(EXERCISE DATA)

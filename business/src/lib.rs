pub mod application {
    pub mod cart {
        pub mod add_product;
        pub mod store;
    }
    pub mod catalog {
        pub mod get_product_card;
        pub mod load_storefront;
        pub mod product_card;
    }
}

pub mod domain {
    pub mod errors;
    pub mod logger;
    pub mod shared {
        pub mod translation;
        pub mod value_objects;
    }
    pub mod catalog {
        pub mod errors;
        pub mod gateway;
        pub mod media;
        pub mod model;
        pub mod storefront;
        pub mod use_cases {
            pub mod get_product_card;
            pub mod load_storefront;
        }
    }
    pub mod cart {
        pub mod errors;
        pub mod events;
        pub mod model;
        pub mod repository;
        pub mod use_cases {
            pub mod add_product;
        }
    }
}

(End EXERCISE DATA)

Print the data above exactly.

filename business/src/lib.rs
pub mod application {
    pub mod cart {
        pub mod add_product;
        pub mod store;
    }
    pub mod catalog {
        pub mod get_product_card;
        pub mod load_storefront;
        pub mod product_card;
    }
}

pub mod domain {
    pub mod errors;
    pub mod logger;
    pub mod shared {
        pub mod translation;
        pub mod value_objects;
    }
    pub mod catalog {
        pub mod errors;
        pub mod gateway;
        pub mod media;
        pub mod model;
        pub mod storefront;
        pub mod use_cases {
            pub mod get_product_card;
            pub mod load_storefront;
        }
    }
    pub mod cart {
        pub mod errors;
        pub mod events;
        pub mod model;
        pub mod repository;
        pub mod use_cases {
            pub mod add_product;
        }
    }
}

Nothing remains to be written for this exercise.